Data for processing -
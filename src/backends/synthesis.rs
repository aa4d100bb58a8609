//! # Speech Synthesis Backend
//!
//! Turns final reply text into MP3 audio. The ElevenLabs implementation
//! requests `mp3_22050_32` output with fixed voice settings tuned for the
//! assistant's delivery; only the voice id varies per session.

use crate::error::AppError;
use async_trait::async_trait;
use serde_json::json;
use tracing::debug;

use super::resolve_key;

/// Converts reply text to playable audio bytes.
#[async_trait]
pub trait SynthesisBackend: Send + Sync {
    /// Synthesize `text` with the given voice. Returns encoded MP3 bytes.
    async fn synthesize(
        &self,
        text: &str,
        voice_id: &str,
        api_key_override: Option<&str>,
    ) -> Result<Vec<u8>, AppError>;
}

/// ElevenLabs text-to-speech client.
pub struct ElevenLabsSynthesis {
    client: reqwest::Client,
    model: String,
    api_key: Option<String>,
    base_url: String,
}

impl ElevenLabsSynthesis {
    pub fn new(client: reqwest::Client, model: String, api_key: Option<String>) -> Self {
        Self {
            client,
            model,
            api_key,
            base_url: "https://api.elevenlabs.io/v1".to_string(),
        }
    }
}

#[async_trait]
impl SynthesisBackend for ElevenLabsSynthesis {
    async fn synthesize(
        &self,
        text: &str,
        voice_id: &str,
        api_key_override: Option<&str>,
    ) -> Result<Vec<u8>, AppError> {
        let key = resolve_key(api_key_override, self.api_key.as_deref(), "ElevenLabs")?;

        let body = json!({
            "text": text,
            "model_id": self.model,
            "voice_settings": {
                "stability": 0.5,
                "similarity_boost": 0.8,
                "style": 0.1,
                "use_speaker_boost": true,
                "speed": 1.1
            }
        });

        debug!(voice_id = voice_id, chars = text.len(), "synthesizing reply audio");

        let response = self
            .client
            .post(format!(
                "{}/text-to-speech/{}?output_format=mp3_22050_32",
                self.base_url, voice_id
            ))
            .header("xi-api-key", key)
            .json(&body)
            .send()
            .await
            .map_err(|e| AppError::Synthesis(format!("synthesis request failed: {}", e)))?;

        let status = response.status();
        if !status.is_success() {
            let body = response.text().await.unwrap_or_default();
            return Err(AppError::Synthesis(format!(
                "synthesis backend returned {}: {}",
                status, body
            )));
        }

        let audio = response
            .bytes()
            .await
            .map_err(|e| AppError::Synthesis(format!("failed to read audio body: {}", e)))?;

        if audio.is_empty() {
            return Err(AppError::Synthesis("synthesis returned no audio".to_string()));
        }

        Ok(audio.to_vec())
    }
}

Exercise instructions -
Output the entries verbatim.

Solution to the problem -
filename src/backends/synthesis.rs
repository aa4d100bb58a8609
//! # Speech Synthesis Backend
//!
//! Turns final reply text into MP3 audio. The ElevenLabs implementation
//! requests `mp3_22050_32` output with fixed voice settings tuned for the
//! assistant's delivery; only the voice id varies per session.

use crate::error::AppError;
use async_trait::async_trait;
use serde_json::json;
use tracing::debug;

use super::resolve_key;

/// Converts reply text to playable audio bytes.
#[async_trait]
pub trait SynthesisBackend: Send + Sync {
    /// Synthesize `text` with the given voice. Returns encoded MP3 bytes.
    async fn synthesize(
        &self,
        text: &str,
        voice_id: &str,
        api_key_override: Option<&str>,
    ) -> Result<Vec<u8>, AppError>;
}

/// ElevenLabs text-to-speech client.
pub struct ElevenLabsSynthesis {
    client: reqwest::Client,
    model: String,
    api_key: Option<String>,
    base_url: String,
}

impl ElevenLabsSynthesis {
    pub fn new(client: reqwest::Client, model: String, api_key: Option<String>) -> Self {
        Self {
            client,
            model,
            api_key,
            base_url: "https://api.elevenlabs.io/v1".to_string(),
        }
    }
}

#[async_trait]
impl SynthesisBackend for ElevenLabsSynthesis {
    async fn synthesize(
        &self,
        text: &str,
        voice_id: &str,
        api_key_override: Option<&str>,
    ) -> Result<Vec<u8>, AppError> {
        let key = resolve_key(api_key_override, self.api_key.as_deref(), "ElevenLabs")?;

        let body = json!({
            "text": text,
            "model_id": self.model,
            "voice_settings": {
                "stability": 0.5,
                "similarity_boost": 0.8,
                "style": 0.1,
                "use_speaker_boost": true,
                "speed": 1.1
            }
        });

        debug!(voice_id = voice_id, chars = text.len(), "synthesizing reply audio");

        let response = self
            .client
            .post(format!(
                "{}/text-to-speech/{}?output_format=mp3_22050_32",
                self.base_url, voice_id
            ))
            .header("xi-api-key", key)
            .json(&body)
            .send()
            .await
            .map_err(|e| AppError::Synthesis(format!("synthesis request failed: {}", e)))?;

        let status = response.status();
        if !status.is_success() {
            let body = response.text().await.unwrap_or_default();
            return Err(AppError::Synthesis(format!(
                "synthesis backend returned {}: {}",
                status, body
            )));
        }

        let audio = response
            .bytes()
            .await
            .map_err(|e| AppError::Synthesis(format!("failed to read audio body: {}", e)))?;

        if audio.is_empty() {
            return Err(AppError::Synthesis("synthesis returned no audio".to_string()));
        }

        Ok(audio.to_vec())
    }
}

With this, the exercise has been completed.